Last week at San Diego Comic-Con, executive producers David S. Goyer and Brannon Braga and EP/show runner Marc Guggenheim presented the first two acts of FlashForward and introduced some of their ensemble cast—including Joseph Fiennes, Courtney B. Vance, Christine Woods and Dominic Monaghan—to audiences for the first time.
Based on the novel by Robert J. Sawyer, the series revolves around a global event in which all of humanity blacks out for 2 minutes and 17 seconds, and in that time everyone sees where they will be six months in the future. While the central conceits are different, there are plenty of similarities between Lost and FlashForward, from the unspooling of character-based mysteries to the large ensemble casts (including shared actors Dominic Monaghan and Sonya "Penny" Walger), as well as a time-jumping element.
Goyer confronted the question straight on. "Nothing is ever going to be the new Lost," he said. "I love Lost and haven't missed a single episode. The reason why it ended up at ABC is that Brannon and I wrote it as a spec script. There was a bidding war for it. I am friends with [Lost co-creator] Damon [Lindelof], and we talked, and the bottom line is that Lost was a genre-breaking show and its own unique thing: daring and challenging. The fact that ABC was courageous enough to put it on air made me think if they were courageous enough to put that on the air, then I think they would be courageous enough for us."
Goyer said that he and his partners pitched a full plan for FlashForward to assuage fears that they'd be making it up as they went. "We know exactly the shot that season one ends on," he said. "They obviously said this resembles Lost, in that it's a really cool script, but they asked, 'Do you have any idea where it goes?' We said, 'Yeah, we know how the whole season ends and how the whole series ends.' And they were like, 'Holy s--t!' So the basic plan to tell the story, we need as little as three [seasons] and could accordion it out. We had a big plan, and we weren't sure if they would freak out, and they didn't, so we went with ABC."
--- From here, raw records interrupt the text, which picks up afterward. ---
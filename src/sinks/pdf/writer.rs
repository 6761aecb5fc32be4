//! PDF serialization.
//!
//! Turns a [`LaidOutDocument`] into PDF bytes. Layout works top-down, PDF
//! bottom-up, so every `y` is flipped against the page height here and
//! nowhere else.
//!
//! ## Fonts
//!
//! Two font resources are registered on every page, `/F1` (regular) and `/F2`
//! (bold). With the built-in family these are the base-14 Helvetica faces in
//! WinAnsi encoding, so nothing is embedded. A TrueType family is embedded as a
//! Type0/CIDFontType2 pair with `Identity-H` encoding: text is written as
//! big-endian glyph ids, and a ToUnicode map covering the glyphs actually used
//! keeps the text searchable and copyable.
//!
//! ## Outline
//!
//! Every section header becomes a top-level bookmark pointing at the page and
//! height where it was drawn.
//!
//! Nothing time-dependent is written, so identical layouts serialize to
//! identical bytes.

use crate::sinks::pdf::config::PDF;
use crate::sinks::pdf::fonts::{LoadedFonts, TrueTypeFont, Weight};
use crate::sinks::pdf::images::ProfilePhoto;
use crate::sinks::pdf::layout::{DrawOp, LaidOutDocument};
use crate::sinks::pdf::metrics;
use miniz_oxide::deflate::compress_to_vec_zlib;
use owned_ttf_parser::{AsFaceRef, GlyphId};
use pdf_writer::types::{CidFontType, FontFlags, SystemInfo, UnicodeCmap};
use pdf_writer::{Content, Filter, Finish, Name, Pdf, Rect, Ref, Str, TextStr};
use std::collections::BTreeMap;

const COMPRESSION_LEVEL: u8 = 6;
const PHOTO_RESOURCE: &[u8] = b"Im1";

/// Title and author shown in the viewer's document properties.
pub struct DocumentInfo {
    pub title: String,
    pub author: String,
}

/// Hands out object ids in order.
struct RefAlloc(i32);

impl RefAlloc {
    fn next(&mut self) -> Ref {
        let id = Ref::new(self.0);
        self.0 += 1;
        id
    }
}

/// Glyphs used per weight, glyph id to the character it was drawn for.
#[derive(Default)]
struct GlyphUsage {
    regular: BTreeMap<u16, char>,
    bold: BTreeMap<u16, char>,
}

impl GlyphUsage {
    fn for_weight(&mut self, weight: Weight) -> &mut BTreeMap<u16, char> {
        match weight {
            Weight::Regular => &mut self.regular,
            Weight::Bold => &mut self.bold,
        }
    }
}

fn font_resource(weight: Weight) -> &'static [u8] {
    match weight {
        Weight::Regular => b"F1",
        Weight::Bold => b"F2",
    }
}

fn system_info() -> SystemInfo<'static> {
    SystemInfo {
        registry: Str(b"Adobe"),
        ordering: Str(b"Identity"),
        supplement: 0,
    }
}

fn encode_text(fonts: &LoadedFonts, weight: Weight, text: &str, usage: &mut GlyphUsage) -> Vec<u8> {
    match fonts.truetype(weight) {
        None => metrics::encode_win_ansi(text),
        Some(font) => {
            let used = usage.for_weight(weight);
            let mut encoded = Vec::with_capacity(text.len() * 2);
            for c in text.chars() {
                let glyph = font.glyph(c).0;
                used.entry(glyph).or_insert(c);
                encoded.extend_from_slice(&glyph.to_be_bytes());
            }
            encoded
        }
    }
}

fn page_content(
    ops: &[DrawOp],
    fonts: &LoadedFonts,
    page_height: f32,
    usage: &mut GlyphUsage,
) -> Vec<u8> {
    let mut content = Content::new();
    for op in ops {
        match op {
            DrawOp::Text {
                x,
                baseline,
                text,
                weight,
                size,
                colour,
            } => {
                let encoded = encode_text(fonts, *weight, text, usage);
                content.set_fill_rgb(colour.r, colour.g, colour.b);
                content.begin_text();
                content.set_font(Name(font_resource(*weight)), *size);
                content.next_line(*x, page_height - baseline);
                content.show(Str(&encoded));
                content.end_text();
            }
            DrawOp::Rule {
                x1,
                x2,
                y,
                thickness,
                colour,
            } => {
                content.save_state();
                content.set_stroke_rgb(colour.r, colour.g, colour.b);
                content.set_line_width(*thickness);
                content.move_to(*x1, page_height - y);
                content.line_to(*x2, page_height - y);
                content.stroke();
                content.restore_state();
            }
            DrawOp::Photo {
                x,
                top,
                width,
                height,
            } => {
                content.save_state();
                content.transform([*width, 0.0, 0.0, *height, *x, page_height - top - height]);
                content.x_object(Name(PHOTO_RESOURCE));
                content.restore_state();
            }
        }
    }
    content.finish()
}

fn write_photo(pdf: &mut Pdf, alloc: &mut RefAlloc, photo: &ProfilePhoto) -> Ref {
    let image_id = alloc.next();
    let (width, height) = (photo.width as i32, photo.height as i32);

    let mask_id = photo.alpha.as_ref().map(|alpha| {
        let mask_id = alloc.next();
        let data = compress_to_vec_zlib(alpha, COMPRESSION_LEVEL);
        let mut mask = pdf.image_xobject(mask_id, &data);
        mask.filter(Filter::FlateDecode);
        mask.width(width);
        mask.height(height);
        mask.color_space().device_gray();
        mask.bits_per_component(8);
        mask_id
    });

    let data = compress_to_vec_zlib(&photo.rgb, COMPRESSION_LEVEL);
    let mut image = pdf.image_xobject(image_id, &data);
    image.filter(Filter::FlateDecode);
    image.width(width);
    image.height(height);
    image.color_space().device_rgb();
    image.bits_per_component(8);
    if let Some(mask_id) = mask_id {
        image.s_mask(mask_id);
    }
    image_id
}

fn write_truetype(
    pdf: &mut Pdf,
    alloc: &mut RefAlloc,
    type0_id: Ref,
    font: &TrueTypeFont,
    used: &BTreeMap<u16, char>,
) {
    let cid_id = alloc.next();
    let descriptor_id = alloc.next();
    let file_id = alloc.next();
    let cmap_id = alloc.next();
    let base_font = Name(font.name.as_bytes());

    pdf.type0_font(type0_id)
        .base_font(base_font)
        .encoding_predefined(Name(b"Identity-H"))
        .descendant_font(cid_id)
        .to_unicode(cmap_id);

    let mut cid = pdf.cid_font(cid_id);
    cid.subtype(CidFontType::Type2)
        .base_font(base_font)
        .system_info(system_info())
        .font_descriptor(descriptor_id)
        .default_width(0.0)
        .cid_to_gid_map_predefined(Name(b"Identity"));
    {
        let mut widths = cid.widths();
        for &glyph in used.keys() {
            widths.consecutive(glyph, [font.glyph_width(GlyphId(glyph))]);
        }
    }
    cid.finish();

    let face = font.face.as_face_ref();
    let bbox = face.global_bounding_box();
    let cap_height = face.capital_height().unwrap_or(face.ascender());
    pdf.font_descriptor(descriptor_id)
        .name(base_font)
        .flags(FontFlags::NON_SYMBOLIC)
        .bbox(Rect::new(
            font.scale(bbox.x_min),
            font.scale(bbox.y_min),
            font.scale(bbox.x_max),
            font.scale(bbox.y_max),
        ))
        .italic_angle(0.0)
        .ascent(font.scale(face.ascender()))
        .descent(font.scale(face.descender()))
        .cap_height(font.scale(cap_height))
        .stem_v(80.0)
        .font_file2(file_id);

    let data = compress_to_vec_zlib(font.data(), COMPRESSION_LEVEL);
    pdf.stream(file_id, &data).filter(Filter::FlateDecode);

    let mut cmap = UnicodeCmap::new(Name(b"Custom"), system_info());
    for (&glyph, &c) in used {
        cmap.pair(glyph, c);
    }
    let cmap_data = cmap.finish();
    pdf.cmap(cmap_id, &cmap_data);
}

/// Serialize a laid-out CV.
///
/// `photo` must be the image the layout placed, if it placed one.
pub fn write(
    config: &PDF,
    fonts: &LoadedFonts,
    doc: &LaidOutDocument,
    photo: Option<&ProfilePhoto>,
    info: &DocumentInfo,
) -> Vec<u8> {
    let mut alloc = RefAlloc(1);
    let catalog_id = alloc.next();
    let page_tree_id = alloc.next();
    let info_id = alloc.next();
    let regular_id = alloc.next();
    let bold_id = alloc.next();

    let mut pdf = Pdf::new();
    let page_width = config.page_width_pt();
    let page_height = config.page_height_pt();

    let photo_id = photo.map(|photo| write_photo(&mut pdf, &mut alloc, photo));

    let empty: Vec<DrawOp> = Vec::new();
    let pages: Vec<&Vec<DrawOp>> = if doc.pages.is_empty() {
        vec![&empty]
    } else {
        doc.pages.iter().collect()
    };

    let mut usage = GlyphUsage::default();
    let mut page_ids = Vec::with_capacity(pages.len());
    for ops in pages {
        let page_id = alloc.next();
        let content_id = alloc.next();
        page_ids.push(page_id);

        let content = page_content(ops, fonts, page_height, &mut usage);
        let compressed = compress_to_vec_zlib(&content, COMPRESSION_LEVEL);
        pdf.stream(content_id, &compressed).filter(Filter::FlateDecode);

        let mut page = pdf.page(page_id);
        page.media_box(Rect::new(0.0, 0.0, page_width, page_height))
            .parent(page_tree_id)
            .contents(content_id);
        let mut resources = page.resources();
        resources
            .fonts()
            .pair(Name(font_resource(Weight::Regular)), regular_id)
            .pair(Name(font_resource(Weight::Bold)), bold_id);
        if let Some(photo_id) = photo_id {
            resources.x_objects().pair(Name(PHOTO_RESOURCE), photo_id);
        }
    }

    pdf.pages(page_tree_id)
        .kids(page_ids.iter().copied())
        .count(page_ids.len() as i32);

    for (font_id, weight, base14) in [
        (regular_id, Weight::Regular, "Helvetica"),
        (bold_id, Weight::Bold, "Helvetica-Bold"),
    ] {
        match fonts.truetype(weight) {
            None => {
                pdf.type1_font(font_id)
                    .base_font(Name(base14.as_bytes()))
                    .encoding_predefined(Name(b"WinAnsiEncoding"));
            }
            Some(font) => {
                let used = usage.for_weight(weight);
                write_truetype(&mut pdf, &mut alloc, font_id, font, used);
            }
        }
    }

    let outline_id = if doc.sections.is_empty() {
        None
    } else {
        let outline_id = alloc.next();
        let item_ids: Vec<Ref> = doc.sections.iter().map(|_| alloc.next()).collect();
        let count = item_ids.len();

        let mut outline = pdf.outline(outline_id);
        outline.first(item_ids[0]).last(item_ids[count - 1]);
        outline.count(count as i32);
        outline.finish();

        for (i, section) in doc.sections.iter().enumerate() {
            let mut item = pdf.outline_item(item_ids[i]);
            item.title(TextStr(&section.title)).parent(outline_id);
            if i > 0 {
                item.prev(item_ids[i - 1]);
            }
            if i + 1 < count {
                item.next(item_ids[i + 1]);
            }
            let page_id = page_ids
                .get(section.page_index)
                .or(page_ids.last())
                .copied()
                .unwrap_or(page_tree_id);
            item.dest()
                .page(page_id)
                .xyz(0.0, page_height - section.offset, None);
        }
        Some(outline_id)
    };

    let mut catalog = pdf.catalog(catalog_id);
    catalog.pages(page_tree_id);
    if let Some(outline_id) = outline_id {
        catalog.outlines(outline_id);
    }
    catalog.finish();

    let mut document_info = pdf.document_info(info_id);
    document_info.title(TextStr(&info.title));
    if !info.author.is_empty() {
        document_info.author(TextStr(&info.author));
    }
    document_info.creator(TextStr(concat!("cv-book v", env!("CARGO_PKG_VERSION"))));
    document_info.finish();

    let bytes = pdf.finish();
    log::debug!("Serialized {} page(s) into {} bytes", page_ids.len(), bytes.len());
    bytes
}

#[cfg(test)]
mod tests {
    use super::*;
    use crate::sinks::pdf::layout::{colours, Canvas};
    use image::{DynamicImage, Rgb, RgbImage};

    fn contains(haystack: &[u8], needle: &str) -> bool {
        haystack
            .windows(needle.len())
            .any(|window| window == needle.as_bytes())
    }

    fn two_page_layout(config: &PDF, fonts: &LoadedFonts) -> LaidOutDocument {
        let mut canvas = Canvas::new(config, fonts);
        canvas.mark_section("Idiomas");
        canvas.draw_text(canvas.left(), Weight::Bold, 13.0, colours::BLACK, "Idiomas");
        canvas.state.new_page();
        canvas.advance(0.0);
        canvas.mark_section("Habilidades");
        canvas.draw_text(canvas.left(), Weight::Regular, 10.0, colours::BLACK, "Año");
        canvas.finish()
    }

    fn info() -> DocumentInfo {
        DocumentInfo {
            title: "CV - Ana Vera".to_string(),
            author: "Ana Vera".to_string(),
        }
    }

    #[test]
    fn writes_pages_fonts_and_outline() {
        let config = PDF::default();
        let fonts = LoadedFonts::Helvetica;
        let doc = two_page_layout(&config, &fonts);
        assert_eq!(doc.page_count(), 2);

        let bytes = write(&config, &fonts, &doc, None, &info());
        assert!(bytes.starts_with(b"%PDF-"));
        assert!(contains(&bytes, "/Count 2"));
        assert!(contains(&bytes, "/Helvetica-Bold"));
        assert!(contains(&bytes, "/WinAnsiEncoding"));
        assert!(contains(&bytes, "/Outlines"));
        assert!(contains(&bytes, "(Habilidades)"));
        assert!(contains(&bytes, "(Ana Vera)"));
        assert!(!contains(&bytes, "/XObject"));
        assert!(!contains(&bytes, "/CreationDate"));
    }

    #[test]
    fn photo_is_embedded_and_referenced() {
        let config = PDF::default();
        let fonts = LoadedFonts::Helvetica;
        let photo = ProfilePhoto::from_image(&DynamicImage::ImageRgb8(RgbImage::from_pixel(
            3,
            3,
            Rgb([200, 10, 10]),
        )));
        let mut canvas = Canvas::new(&config, &fonts);
        canvas.draw_photo(canvas.left(), 84.0, 84.0);
        let doc = canvas.finish();

        let bytes = write(&config, &fonts, &doc, Some(&photo), &info());
        assert!(contains(&bytes, "/XObject"));
        assert!(contains(&bytes, "/Im1"));
        assert!(contains(&bytes, "/DeviceRGB"));
        assert!(!contains(&bytes, "/SMask"));
    }

    #[test]
    fn same_layout_same_bytes() {
        let config = PDF::default();
        let fonts = LoadedFonts::Helvetica;
        let doc = two_page_layout(&config, &fonts);
        assert_eq!(
            write(&config, &fonts, &doc, None, &info()),
            write(&config, &fonts, &doc, None, &info())
        );
    }

    #[test]
    fn empty_layout_still_has_a_page() {
        let config = PDF::default();
        let fonts = LoadedFonts::Helvetica;
        let doc = LaidOutDocument {
            pages: Vec::new(),
            sections: Vec::new(),
        };
        let bytes = write(&config, &fonts, &doc, None, &info());
        assert!(contains(&bytes, "/Count 1"));
        assert!(!contains(&bytes, "/Outlines"));
    }
}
The series is already in production in Los Angeles, where Guggenheim is running the day-to-day operations as Goyer supervises and Braga consults (he is contracted as an executive producer on the eighth season of Fox's 24, a full-time job). Despite his busy film career, Goyer said he was so excited and committed to the series that he agreed to stay on the series for the entire first season, "no matter what."
Due to the protracted development process and pick-up of the series over the writers' strike period, Goyer said that the series is in a unique place: They are actually ahead of the game in terms of long-lead planning and script writing. "One of the things we were able to do was to get ABC to hire writers before we were picked up," he said. "We already have 10 scripts written, and we are [shooting] episode three. I think the audience smells a rat if you are just riffing. Fans want to know where you are going, and we do know. It's allowed us to lay in easter eggs and 'aha' moments well into the second season."
Goyer was quick to add that fans shouldn't infer that the meticulous planning means that there won't be any surprises left in the series as it leads to the season-ending reveal of the six-month premonitions, which take place on April 29, 2010, in both the series and real life. "Part of the fun is subverting expectations," he said. "Don't think we catch up to April 29th by treading water. There are game changers that happen, starting in episode seven." FlashForward premieres on Sept. 24 at 8 p.m. ET/PT.